(PROBLEM STATEMENT):
Filter the records, keeping every line that has the string "collect".
--- INPUT MATERIAL ---
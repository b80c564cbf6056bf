use crate::{reader::AseReader, AsepriteParseError, Color, ColorDepth, ColorPalette, Result};
use std::io::Read;

// From Aseprite file spec:
// PIXEL: One pixel, depending on the image pixel format:
// Grayscale: BYTE[2], each pixel have 2 bytes in the order Value, Alpha.
// Indexed: BYTE, Each pixel uses 1 byte (the index).
// RGBA: BYTE[4], each pixel have 4 bytes in this order Red, Green, Blue, Alpha.

/// Pixel data of a single cel, kept in the document's native color depth.
///
/// Indexed pixels stay unresolved until they are composited, because the
/// palette chunk may come after the cel in the stream.
#[derive(Debug, Clone, PartialEq, Eq)]
pub enum Pixels {
    /// `[red, green, blue, alpha]` per pixel.
    Rgba(Vec<[u8; 4]>),
    /// `[value, alpha]` per pixel.
    Grayscale(Vec<[u8; 2]>),
    /// One palette index per pixel.
    Indexed(Vec<u8>),
}

impl Pixels {
    fn from_bytes(bytes: Vec<u8>, color_depth: ColorDepth) -> Result<Self> {
        if bytes.len() % color_depth.bytes_per_pixel() != 0 {
            return Err(AsepriteParseError::InvalidInput(format!(
                "Incorrect length of bytes for {:?} image data: {}",
                color_depth,
                bytes.len()
            )));
        }
        let pixels = match color_depth {
            ColorDepth::Indexed => Pixels::Indexed(bytes),
            ColorDepth::Grayscale => Pixels::Grayscale(
                bytes.chunks_exact(2).map(|c| [c[0], c[1]]).collect(),
            ),
            ColorDepth::Rgba => Pixels::Rgba(
                bytes
                    .chunks_exact(4)
                    .map(|c| [c[0], c[1], c[2], c[3]])
                    .collect(),
            ),
        };
        Ok(pixels)
    }

    pub(crate) fn from_raw<T: Read>(
        reader: AseReader<T>,
        color_depth: ColorDepth,
        pixel_count: usize,
    ) -> Result<Self> {
        reader
            .take_bytes(color_depth.bytes_per_pixel() * pixel_count)
            .and_then(|bytes| Self::from_bytes(bytes, color_depth))
    }

    pub(crate) fn from_compressed<T: Read>(
        reader: AseReader<T>,
        color_depth: ColorDepth,
        pixel_count: usize,
    ) -> Result<Self> {
        reader
            .unzip(color_depth.bytes_per_pixel() * pixel_count)
            .and_then(|bytes| Self::from_bytes(bytes, color_depth))
    }

    /// Number of pixels.
    pub fn len(&self) -> usize {
        match self {
            Pixels::Rgba(v) => v.len(),
            Pixels::Grayscale(v) => v.len(),
            Pixels::Indexed(v) => v.len(),
        }
    }

    #[allow(missing_docs)]
    pub fn is_empty(&self) -> bool {
        self.len() == 0
    }

    /// Size of the decoded data in bytes.
    pub fn byte_count(&self) -> usize {
        match self {
            Pixels::Rgba(v) => v.len() * 4,
            Pixels::Grayscale(v) => v.len() * 2,
            Pixels::Indexed(v) => v.len(),
        }
    }

    /// Normalized color of pixel `index`.
    ///
    /// Indexed pixels are looked up in `palette`; without a palette every
    /// indexed pixel is [Color::MISSING].
    ///
    /// # Panics
    ///
    /// Panics if `index` is out of bounds.
    pub fn color(&self, index: usize, palette: Option<&ColorPalette>) -> Color {
        match self {
            Pixels::Rgba(v) => Color::from_rgba8(v[index]),
            Pixels::Grayscale(v) => {
                let [value, alpha] = v[index];
                let value = value as f32 / 255.0;
                Color::new(value, value, value, alpha as f32 / 255.0)
            }
            Pixels::Indexed(v) => match palette {
                Some(palette) => palette.color(v[index]),
                None => Color::MISSING,
            },
        }
    }

    /// Resolve every pixel, see [Pixels::color].
    pub fn colors(&self, palette: Option<&ColorPalette>) -> Vec<Color> {
        (0..self.len()).map(|i| self.color(i, palette)).collect()
    }
}
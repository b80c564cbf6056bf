use crate::{AsepriteParseError, Result};
use byteorder::{LittleEndian, ReadBytesExt};
use flate2::read::ZlibDecoder;
use std::io::{self, Cursor, Read};

/// Forward-only little-endian reader over the Aseprite byte stream.
///
/// Keeps a running count of consumed bytes so that frame and chunk readers
/// can check how far they got relative to a declared record length.
pub(crate) struct AseReader<T: Read> {
    input: T,
    position: u64,
}

impl<'a> AseReader<Cursor<&'a [u8]>> {
    pub(crate) fn new(data: &'a [u8]) -> AseReader<Cursor<&'a [u8]>> {
        AseReader::with(Cursor::new(data))
    }
}

impl<T: Read> AseReader<T> {
    pub(crate) fn with(input: T) -> Self {
        Self { input, position: 0 }
    }

    /// Number of bytes consumed so far.
    pub(crate) fn position(&self) -> u64 {
        self.position
    }

    fn advance<V>(&mut self, width: u64, value: std::io::Result<V>) -> Result<V> {
        let value = value?;
        self.position += width;
        Ok(value)
    }

    pub(crate) fn byte(&mut self) -> Result<u8> {
        let v = self.input.read_u8();
        self.advance(1, v)
    }

    pub(crate) fn word(&mut self) -> Result<u16> {
        let v = self.input.read_u16::<LittleEndian>();
        self.advance(2, v)
    }

    pub(crate) fn short(&mut self) -> Result<i16> {
        let v = self.input.read_i16::<LittleEndian>();
        self.advance(2, v)
    }

    pub(crate) fn dword(&mut self) -> Result<u32> {
        let v = self.input.read_u32::<LittleEndian>();
        self.advance(4, v)
    }

    pub(crate) fn long(&mut self) -> Result<i32> {
        let v = self.input.read_i32::<LittleEndian>();
        self.advance(4, v)
    }

    // FIXED: 32-bit 16.16 fixed point.
    pub(crate) fn fixed(&mut self) -> Result<f64> {
        let raw = self.long()?;
        Ok(raw as f64 / 65536.0)
    }

    pub(crate) fn string(&mut self) -> Result<String> {
        let str_len = self.word()?;
        let mut str_bytes = vec![0_u8; str_len as usize];
        self.read_exact(&mut str_bytes)?;
        let s = String::from_utf8(str_bytes)?;
        Ok(s)
    }

    pub(crate) fn read_exact(&mut self, buffer: &mut [u8]) -> Result<()> {
        let v = self.input.read_exact(buffer);
        self.advance(buffer.len() as u64, v)
    }

    /// Read `count` bytes into a new buffer. The buffer grows with the data
    /// actually read, so a bogus length fails on end of input instead of
    /// allocating up front.
    pub(crate) fn bytes(&mut self, count: usize) -> Result<Vec<u8>> {
        let mut output = Vec::new();
        let read = (&mut self.input)
            .take(count as u64)
            .read_to_end(&mut output)?;
        self.position += read as u64;
        if read != count {
            return Err(AsepriteParseError::IoError(io::Error::new(
                io::ErrorKind::UnexpectedEof,
                format!("Expected {} bytes, got {}", count, read),
            )));
        }
        Ok(output)
    }

    pub(crate) fn skip_reserved(&mut self, count: usize) -> Result<()> {
        let skipped = io::copy(&mut (&mut self.input).take(count as u64), &mut io::sink())?;
        self.position += skipped;
        if skipped != count as u64 {
            return Err(AsepriteParseError::IoError(io::Error::new(
                io::ErrorKind::UnexpectedEof,
                format!("Expected to skip {} bytes, got {}", count, skipped),
            )));
        }
        Ok(())
    }

    pub(crate) fn take_bytes(self, limit: usize) -> Result<Vec<u8>> {
        let mut output = Vec::new();
        self.input.take(limit as u64).read_to_end(&mut output)?;
        if output.len() != limit {
            Err(AsepriteParseError::InvalidInput(format!(
                "Invalid data size. Expected: {}, Actual: {}",
                limit,
                output.len()
            )))
        } else {
            Ok(output)
        }
    }

    pub(crate) fn unzip(self, expected_output_size: usize) -> Result<Vec<u8>> {
        let decoder = ZlibDecoder::new(self.input);
        let mut buffer = Vec::new();
        decoder
            .take(expected_output_size as u64)
            .read_to_end(&mut buffer)?;
        if buffer.len() < expected_output_size {
            return Err(AsepriteParseError::InvalidInput(format!(
                "Compressed cel too short. Expected: {}, Actual: {}",
                expected_output_size,
                buffer.len()
            )));
        }
        buffer.truncate(expected_output_size);
        Ok(buffer)
    }
}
---
(RESULT):
                bytes.chunks_exact(2).map(|c| [c[0], c[1]]).collect(),
                    .collect(),
        (0..self.len()).map(|i| self.color(i, palette)).collect()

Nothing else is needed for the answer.